This opening speech by the Duke immediately introduces the theme of love, the central one of the play. It explores the nature and effects of love, which appear to be overwhelming.
The Duke asks for music - ‘the food of love’, wanting to be overfilled with it so that his appetite for love might weaken:
If music be the food of love, play on,
Give me excess of it, that, surfeiting,
The appetite may sicken and so die. (I.i.1-3)
The imagery used here thus conveys his love as a physical appetite, linking it to the theme of sickness. He goes on to admit that the music after all is not enough to quench his love; although it is 'sweet' as the smell of violets (5-7) it cannot kill his desires.

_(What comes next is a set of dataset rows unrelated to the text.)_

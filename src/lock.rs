//! Advisory lock file guarding the queue state.

use std::fs::{self, OpenOptions};
use std::io::{ErrorKind, Write};
use std::path::{Path, PathBuf};
use std::thread;
use std::time::{Duration, Instant, SystemTime};

use crate::{mqlog_debug, Error, Result};

const RETRY_INTERVAL: Duration = Duration::from_millis(100);

/// Held while the lock file exists; removed on drop.
#[derive(Debug)]
pub struct Lock {
    path: PathBuf,
}

impl Lock {
    pub const DEFAULT_TIMEOUT: Duration = Duration::from_secs(6);

    /// Create `path` exclusively, retrying until `timeout` has passed.
    pub fn acquire(path: &Path, timeout: Duration) -> Result<Lock> {
        let start = Instant::now();
        loop {
            match OpenOptions::new().write(true).create_new(true).open(path) {
                Ok(mut file) => {
                    write!(file, "{}", std::process::id())?;
                    mqlog_debug!("Lock acquired: {}", path.display());
                    return Ok(Lock {
                        path: path.to_path_buf(),
                    });
                }
                Err(e) if e.kind() == ErrorKind::AlreadyExists => {
                    if start.elapsed() >= timeout {
                        return Err(Error::Locked {
                            path: path.to_path_buf(),
                            age_secs: age(path),
                        });
                    }
                    thread::sleep(RETRY_INTERVAL);
                }
                Err(e) => return Err(e.into()),
            }
        }
    }

    pub fn path(&self) -> &Path {
        &self.path
    }
}

impl Drop for Lock {
    fn drop(&mut self) {
        if let Err(e) = fs::remove_file(&self.path) {
            mqlog_debug!("Lock release failed for {}: {}", self.path.display(), e);
        } else {
            mqlog_debug!("Lock released: {}", self.path.display());
        }
    }
}

fn age(path: &Path) -> u64 {
    fs::metadata(path)
        .and_then(|meta| meta.modified())
        .ok()
        .and_then(|modified| SystemTime::now().duration_since(modified).ok())
        .map(|age| age.as_secs())
        .unwrap_or(0)
}

#[cfg(test)]
mod tests {
    use super::*;
    use tempfile::TempDir;

    #[test]
    fn test_acquire_and_release() {
        let temp = TempDir::new().unwrap();
        let path = temp.path().join("queue.json.lock");
        {
            let lock = Lock::acquire(&path, Lock::DEFAULT_TIMEOUT).unwrap();
            assert!(lock.path().exists());
        }
        assert!(!path.exists());
        let _again = Lock::acquire(&path, Duration::ZERO).unwrap();
    }

    #[test]
    fn test_contention_times_out_with_path() {
        let temp = TempDir::new().unwrap();
        let path = temp.path().join("queue.json.lock");
        let _held = Lock::acquire(&path, Duration::ZERO).unwrap();

        let start = Instant::now();
        let err = Lock::acquire(&path, Duration::from_millis(250)).unwrap_err();
        assert!(start.elapsed() >= Duration::from_millis(250));
        match err {
            Error::Locked { path: locked, .. } => assert_eq!(locked, path),
            other => panic!("unexpected error: {}", other),
        }
    }
}
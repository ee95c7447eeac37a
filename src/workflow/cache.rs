//! `<name>.done` files holding the JSON result of a function task.

use std::fs;
use std::path::{Path, PathBuf};

use crate::core::task::Task;
use crate::{mqlog_debug, Result};

#[derive(Debug, Clone, PartialEq, Eq)]
pub struct Cached {
    path: PathBuf,
}

impl Cached {
    pub fn new(folder: &Path, fs_name: &str) -> Self {
        Self {
            path: folder.join(format!("{}.done", fs_name)),
        }
    }

    /// The cache shares the task's done marker.
    pub fn for_task(task: &Task) -> Self {
        Self::new(&task.folder, &task.fs_name())
    }

    pub fn path(&self) -> &Path {
        &self.path
    }

    pub fn has(&self) -> bool {
        self.path.is_file()
    }

    /// The stored value. An empty marker (written for tasks that return
    /// nothing) reads as `null`.
    pub fn read(&self) -> Result<serde_json::Value> {
        let text = fs::read_to_string(&self.path)?;
        if text.trim().is_empty() {
            return Ok(serde_json::Value::Null);
        }
        Ok(serde_json::from_str(&text)?)
    }

    pub fn write(&self, value: &serde_json::Value) -> Result<()> {
        fs::write(&self.path, serde_json::to_string(value)?)?;
        mqlog_debug!("Cached result in {}", self.path.display());
        Ok(())
    }
}

#[cfg(test)]
mod tests {
    use super::*;
    use serde_json::json;
    use tempfile::TempDir;

    #[test]
    fn test_write_then_read() {
        let temp = TempDir::new().unwrap();
        let cache = Cached::new(temp.path(), "flow.py:relax+1");
        assert!(!cache.has());
        cache.write(&json!({"energy": -1.5})).unwrap();
        assert!(cache.has());
        assert_eq!(cache.read().unwrap()["energy"], json!(-1.5));
    }

    #[test]
    fn test_empty_marker_reads_as_null() {
        let temp = TempDir::new().unwrap();
        let cache = Cached::new(temp.path(), "a");
        fs::write(cache.path(), "").unwrap();
        assert_eq!(cache.read().unwrap(), serde_json::Value::Null);
    }
}
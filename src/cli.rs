//! `mq` command-line interface.

use std::env;
use std::path::{Path, PathBuf};

use chrono::Utc;
use clap::{Args, Parser, Subcommand};

use crate::config::{self, Config};
use crate::core::resources::{seconds_to_time_string, Resources};
use crate::core::selection::{parse_states, Selection};
use crate::core::task::{resolve_dep, task, ResourceArgs, Task, TaskOptions, TaskState};
use crate::core::CommandType;
use crate::queue::{Queue, SubmitReport};
use crate::scheduler::{create_scheduler, SystemRunner};
use crate::workflow::{run_workflow_function, workflow_tasks, WorkflowRegistry};
use crate::{mqlog, Error, Result};

/// Simple front-end to batch schedulers
#[derive(Parser, Debug)]
#[command(name = "mq")]
#[command(version, about, long_about = None)]
#[command(after_help = "ENVIRONMENT:\n    MQ_DEBUG=1     Enable debug logging (alternative to --debug)")]
pub struct Cli {
    /// Enable debug logging (writes to ~/.myqueue/mq.log)
    #[arg(long, global = true)]
    pub debug: bool,

    #[command(subcommand)]
    pub command: Command,
}

/// Which tasks to act on.
#[derive(Args, Debug, Clone, Default, PartialEq)]
pub struct SelectionArgs {
    /// States: q h r d F C T M (queued, hold, running, done, FAILED,
    /// CANCELED, TIMEOUT, MEMORY), `a` for all, or comma-separated names
    #[arg(short = 's', long)]
    pub states: Option<String>,

    /// Comma-separated task ids
    #[arg(short = 'i', long)]
    pub id: Option<String>,

    /// Task name pattern (glob)
    #[arg(short = 'n', long)]
    pub name: Option<String>,

    /// Error message pattern (glob)
    #[arg(short = 'e', long)]
    pub error: Option<String>,

    /// Also act on tasks in subfolders
    #[arg(short = 'r', long)]
    pub recursive: bool,

    /// Task folders
    pub folders: Vec<PathBuf>,
}

/// Resource request for new tasks.
#[derive(Args, Debug, Clone, Default, PartialEq)]
pub struct ResourceFlags {
    /// Resources such as `8:1h`, `48:xeon24:2d` or `16:4:xeon8:30m`
    #[arg(short = 'R', long)]
    pub resources: Option<String>,

    /// Number of cores
    #[arg(long)]
    pub cores: Option<u32>,

    /// Node class
    #[arg(long)]
    pub nodename: Option<String>,

    /// Number of MPI processes
    #[arg(long)]
    pub processes: Option<u32>,

    /// Maximum run time such as `2h`
    #[arg(long)]
    pub tmax: Option<String>,
}

impl From<ResourceFlags> for ResourceArgs {
    fn from(flags: ResourceFlags) -> Self {
        ResourceArgs {
            resources: flags.resources,
            cores: flags.cores,
            nodename: flags.nodename,
            processes: flags.processes,
            tmax: flags.tmax,
        }
    }
}

#[derive(Subcommand, Debug, Clone, PartialEq)]
pub enum Command {
    /// List tasks in the queue
    #[command(alias = "ls")]
    List {
        #[command(flatten)]
        selection: SelectionArgs,
    },

    /// Show detailed information about a task
    Info {
        id: u64,
    },

    /// Submit a task, e.g. `mq submit "script.py 1 2" folder1 folder2`
    Submit {
        /// Command and arguments
        task: String,

        #[command(flatten)]
        resources: ResourceFlags,

        /// Comma-separated dependencies (task names, relative to each folder)
        #[arg(short = 'd', long)]
        dependencies: Option<String>,

        /// Non-standard task name
        #[arg(short = 'n', long)]
        name: Option<String>,

        /// Command type instead of guessing: shell, shell-script,
        /// python-script, python-module, python-function, ...
        #[arg(short = 't', long = "type")]
        kind: Option<CommandType>,

        /// Restart this many times after TIMEOUT or MEMORY (see `kick`)
        #[arg(long, default_value_t = 0)]
        restart: u32,

        /// Disk space used by the task (see `maximum_diskspace`)
        #[arg(long, default_value_t = 0)]
        diskspace: u64,

        /// Submit at most this many tasks
        #[arg(short = 'M', long)]
        max_tasks: Option<usize>,

        /// Show what would be submitted
        #[arg(short = 'z', long)]
        dry_run: bool,

        /// Task folders (default: current folder)
        folders: Vec<PathBuf>,
    },

    /// Resubmit FAILED, TIMEOUT, MEMORY or CANCELED tasks
    Resubmit {
        #[command(flatten)]
        selection: SelectionArgs,

        /// New resources
        #[arg(short = 'R', long)]
        resources: Option<String>,

        #[arg(short = 'z', long)]
        dry_run: bool,
    },

    /// Remove tasks from the queue (and everything depending on them)
    #[command(alias = "rm")]
    Remove {
        #[command(flatten)]
        selection: SelectionArgs,

        #[arg(short = 'z', long)]
        dry_run: bool,
    },

    /// Hold/release tasks or mark FAILED tasks as MEMORY or TIMEOUT
    Modify {
        #[command(flatten)]
        selection: SelectionArgs,

        /// New state: q, h, M, T (or full names)
        #[arg(short = 'N', long)]
        new_state: TaskState,

        #[arg(short = 'z', long)]
        dry_run: bool,
    },

    /// Make the queue agree with the scheduler and the file system
    Sync {
        #[arg(short = 'z', long)]
        dry_run: bool,
    },

    /// Restart TIMEOUT and MEMORY tasks and hold/release by disk space
    Kick {
        #[arg(short = 'z', long)]
        dry_run: bool,
    },

    /// Submit the tasks of a workflow in each folder
    Workflow {
        /// Workflow script
        script: PathBuf,

        /// Only these tasks and what they depend on
        #[arg(short = 't', long = "targets", value_delimiter = ',')]
        targets: Vec<String>,

        /// Resubmit tasks with a FAILED marker
        #[arg(short = 'f', long)]
        force: bool,

        #[arg(short = 'M', long)]
        max_tasks: Option<usize>,

        #[arg(short = 'z', long)]
        dry_run: bool,

        folders: Vec<PathBuf>,
    },

    /// Run one workflow task in the current folder
    #[command(hide = true)]
    RunTask {
        script: PathBuf,
        name: String,
    },

    /// Write a configuration for this machine
    Config {
        /// Queue (partition) to describe
        #[arg(default_value = "")]
        queue: String,

        /// Scheduler to use instead of guessing
        #[arg(long)]
        scheduler: Option<String>,

        /// Write `.myqueue/config.toml` instead of printing it
        #[arg(long)]
        in_place: bool,
    },
}

impl Command {
    fn dry_run(&self) -> bool {
        match self {
            Command::Submit { dry_run, .. }
            | Command::Resubmit { dry_run, .. }
            | Command::Remove { dry_run, .. }
            | Command::Modify { dry_run, .. }
            | Command::Sync { dry_run }
            | Command::Kick { dry_run }
            | Command::Workflow { dry_run, .. } => *dry_run,
            _ => false,
        }
    }

    fn needs_lock(&self) -> bool {
        !matches!(self, Command::List { .. } | Command::Info { .. })
    }
}

impl SelectionArgs {
    /// Build the filter. `require` refuses an empty selection (for
    /// commands that change tasks).
    pub fn to_selection(&self, cwd: &Path, require: bool) -> Result<Selection> {
        let mut selection = match &self.id {
            Some(ids) => Selection::ids(
                ids.split(',')
                    .map(|id| {
                        id.trim()
                            .parse::<u64>()
                            .map_err(|_| Error::Validation(format!("Bad task id: {:?}", id)))
                    })
                    .collect::<Result<Vec<_>>>()?,
            ),
            None => Selection::default(),
        };
        if let Some(states) = &self.states {
            selection.states = parse_states(states)?;
        }
        if let Some(name) = &self.name {
            selection = selection.with_name(name)?;
        }
        if let Some(error) = &self.error {
            selection = selection.with_error(error)?;
        }
        selection.recursive = self.recursive;
        selection.folders = self
            .folders
            .iter()
            .map(|folder| resolve_dep(cwd, &folder.to_string_lossy()))
            .collect();

        if require
            && selection.ids.is_empty()
            && selection.states.is_empty()
            && selection.folders.is_empty()
            && selection.name.is_none()
        {
            return Err(Error::Validation(
                "Missing selection: give ids, states, a name pattern or folders".to_string(),
            ));
        }
        Ok(selection)
    }
}

pub fn run(cli: Cli, registry: &WorkflowRegistry) -> Result<()> {
    let cwd = env::current_dir()?;

    match cli.command {
        Command::RunTask { script, name } => {
            let script = resolve_dep(&cwd, &script.to_string_lossy());
            let value = run_workflow_function(registry, &script, &cwd, &name)?;
            mqlog!("run-task {} finished: {}", name, value);
            return Ok(());
        }
        Command::Config {
            queue,
            scheduler,
            in_place,
        } => {
            let config = config::guess_configuration(scheduler.as_deref(), &queue)?;
            if in_place {
                config.save(&cwd)?;
                println!("Wrote {}", Config::config_path(&cwd).display());
            } else {
                print!("{}", toml::to_string_pretty(&config)?);
            }
            return Ok(());
        }
        _ => {}
    }

    let home = Config::find_home(&cwd)?;
    let config = Config::load(&home)?;
    let name = config.scheduler_name(&home)?.to_string();
    let scheduler = create_scheduler(&name, &config, &home, Box::new(SystemRunner))?;

    let command = cli.command;
    let mut queue = Queue::open(&home, config, scheduler, command.needs_lock(), command.dry_run())?;
    let result = dispatch(&mut queue, command, registry, &cwd);
    if queue.is_locked() {
        queue.save()?;
    }
    result
}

Orsino now moves to directly address the ‘spirit of love’, which is always ‘quick and fresh’ (9) and limitless as the sea – although it can rise and fall like the tide (10-14). He ends this opening speech by a reference to ‘fancy’ (14) which seems to indicate that he is at least partly aware that his romantic musings are more to do with imaginings than reality. He has not actually begun any relationship with Olivia, the object of his desires, and indeed, has not had any physical contact with her at all.
The Duke’s opening speech, then, muses on the many-sidedness of love, commenting on both its emotional and physical impact, its overwhelming impact on all the senses as well as the soul. He also appears to idealise it for its own sake. It has often been noted that he is in love with love rather than with any actual person; later in the play he will discard Olivia quite quickly and take up with Viola.
In this opening speech the Duke appears literally lovesick; he has the time and leisure to indulge his romantic yearnings, and the languid motion and romantic imagery of his speech also reflect this. Both the positive and negative aspects of love that he articulates are later explored in the play. Love can exalt and overwhelm, but it is also linked with sickness and even madness.